Le rapport 2015 de Reporters Sans Frontières, sur la Libye, parle de sept cas d’assassinats et de 37 opérations d’enlèvements de journalistes, ce qui place notre pays à la 154ème place mondiale en matière de liberté des médias. La Libye est la 17ème au monde arabe et la dernière à l’échelle maghrébine.
Reporters sans frontières souligne comment les journalistes libyens assistent à cette situation de chaos indescriptible, qui a poussé plus de 40 journalistes à choisir l’exil forcé, tant l’activité journalistique est devenue impossible. Même la couverture des échanges de feu entre les milices est devenue un acte de bravoure.
Ridha Fehil, journaliste avec Libya International, est l’un de ces forcés à l’exil. Ses tracasseries ont commencé depuis 2011 lorsqu’il a déclaré dans l’une de ses émissions que les extrémistes religieux s’étaient infiltrés dans les rouages du ministère des affaires religieuses. Laquelle position m’a coûté le dangereux qualificatif de libéral et je commençais à recevoir des menaces. Et depuis, j’assumais toutes les erreurs de la chaine.
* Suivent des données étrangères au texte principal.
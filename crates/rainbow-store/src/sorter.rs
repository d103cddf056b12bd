//! In-place sorting and lookup of a chain table by endpoint (component G).

use rainbow_core::Chain;

const INSERTION_SORT_THRESHOLD: usize = 16;

/// Sort `chains` in place by `end`, ascending. Ties are left in whatever
/// relative order partitioning happens to produce — duplicate endpoints are
/// expected and handled by [`binary_search_first`], not by a stable sort.
pub fn sort_by_end(chains: &mut [Chain]) {
    quicksort(chains);
}

fn quicksort(slice: &mut [Chain]) {
    if slice.len() <= 1 {
        return;
    }
    if slice.len() <= INSERTION_SORT_THRESHOLD {
        insertion_sort(slice);
        return;
    }
    let pivot_index = partition(slice);
    let (left, right) = slice.split_at_mut(pivot_index);
    quicksort(left);
    quicksort(&mut right[1..]);
}

/// Lomuto partition keyed by `.end`, pivoting on the first element.
fn partition(slice: &mut [Chain]) -> usize {
    let pivot = slice[0].end;
    let mut store = 0usize;
    for i in 1..slice.len() {
        if slice[i].end < pivot {
            store += 1;
            slice.swap(store, i);
        }
    }
    slice.swap(0, store);
    store
}

fn insertion_sort(slice: &mut [Chain]) {
    for i in 1..slice.len() {
        let mut j = i;
        while j > 0 && slice[j - 1].end > slice[j].end {
            slice.swap(j - 1, j);
            j -= 1;
        }
    }
}

/// Find the index of the first chain whose `.end` equals `target`, using
/// binary search with a backward tie-break scan to land on the leftmost
/// match among duplicate endpoints. Returns `None` if no chain matches.
///
/// Requires `chains` to already be sorted by `.end` (see [`sort_by_end`]).
#[must_use]
pub fn binary_search_first(chains: &[Chain], target: u32) -> Option<usize> {
    if chains.is_empty() {
        return None;
    }

    let mut lo = 0usize;
    let mut hi = chains.len();
    while lo < hi {
        let mid = lo + (hi - lo) / 2;
        if chains[mid].end < target {
            lo = mid + 1;
        } else {
            hi = mid;
        }
    }

    if lo < chains.len() && chains[lo].end == target {
        Some(lo)
    } else {
        None
    }
}

#[cfg(test)]
mod tests {
    use super::*;

    #[test]
    fn sorts_by_end_with_duplicates() {
        let mut chains = vec![
            Chain::new(100, 2),
            Chain::new(101, 1),
            Chain::new(102, 3),
            Chain::new(103, 1),
        ];
        sort_by_end(&mut chains);
        let ends: Vec<u32> = chains.iter().map(|c| c.end).collect();
        assert_eq!(ends, vec![1, 1, 2, 3]);
    }

    #[test]
    fn binary_search_lands_on_leftmost_duplicate() {
        let mut chains = vec![
            Chain::new(100, 2),
            Chain::new(101, 1),
            Chain::new(102, 3),
            Chain::new(103, 1),
        ];
        sort_by_end(&mut chains);
        assert_eq!(binary_search_first(&chains, 1), Some(0));
    }

    #[test]
    fn binary_search_returns_none_for_absent_target() {
        let mut chains = vec![Chain::new(1, 5), Chain::new(2, 10), Chain::new(3, 15)];
        sort_by_end(&mut chains);
        assert_eq!(binary_search_first(&chains, 7), None);
    }

    #[test]
    fn binary_search_on_empty_slice() {
        assert_eq!(binary_search_first(&[], 1), None);
    }

    #[test]
    fn sorts_large_slice_beyond_insertion_threshold() {
        let mut chains: Vec<Chain> = (0..200).rev().map(|i| Chain::new(i, i)).collect();
        sort_by_end(&mut chains);
        assert!(chains.windows(2).all(|w| w[0].end <= w[1].end));
    }
}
Ridha poursuit que ces menaces ont doublé d’intensité lorsque j’ai critiqué le Mufti en février 2013 et lorsque j’ai pris la défense des femmes qui ont subi des violences verbales parce qu’elles n’étaient pas voilées, dont Aïcha El Maghrebi et la journaliste Sana Mansouri. Le comble a été atteint lorsque le Mufti a publié un communiqué condamnant la télé Libya International, notamment mon émission et moi-même, considéré comme un opposant à l’Islam. C’était pourtant avant la guerre de Tripoli, précise Ridha Fehil.
C’était en début septembre 2014. Fehil a décidé de quitter pour la Tunisie. « Mon retour en Libye est susceptible de me coûter ma vie à l’instar de tout journaliste ayant travaillé pour un organe de médias pro-Haftar, voir même anti-Frères musulmans », pense-t-il. Cet avis est partagé par le journaliste Tarek Houni qui a été enlevé pour avoir couvert les incidents de Gharghour. Houni a quitté Tripoli en novembre 2014. « C’est le tribut payé par tout journaliste voulant garder son authenticité journalistique », dit-il avec amertume, en assurant qu’il « ne pense pas du tout rentrer en ce moment ».
Tarek Houni était le Directeur exécutif de la télé nationale libyenne. Il considère que le professionnalisme a disparu de la scène médiatique libyenne du moment que les médias sont devenus des outils de combat dans la guerre des milices en Libye. Dans le même cadre, le président du centre libyen de la liberté des médias, Mohamed Najem, a déclaré que les journalistes libyens ont vécu sous haute pression durant les deux dernières années. Ils ont subi, selon lui, un nombre indéfini de violations, notamment après Juin 2013. 2014 reste pour Najem la pire année vécue par les médias en Libye.
Par ailleurs, Najem rappelle que son centre attire régulièrement l’attention sur les violations subies par l’activité médiatique. Plusieurs correspondances ont été adressées au parquet pour lui demander de répertorier les dépassements afin d’ouvrir des enquêtes et poursuivre en justice les auteurs des crimes. Ces requêtes sont restées lettres mortes.
Interrogé sur la différence de l’environnement du travail médiatique entre la Tunisie et la Libye, Najem a déclaré que la différence est fondamentale. Toutefois, il a souligné que les journalistes libyens, travaillant à partir de la Tunisie, sont quasiment isolés de la réalité de leur pays. Najem est pour le retour des journalistes chez eux, une fois la situation s’est rétablie.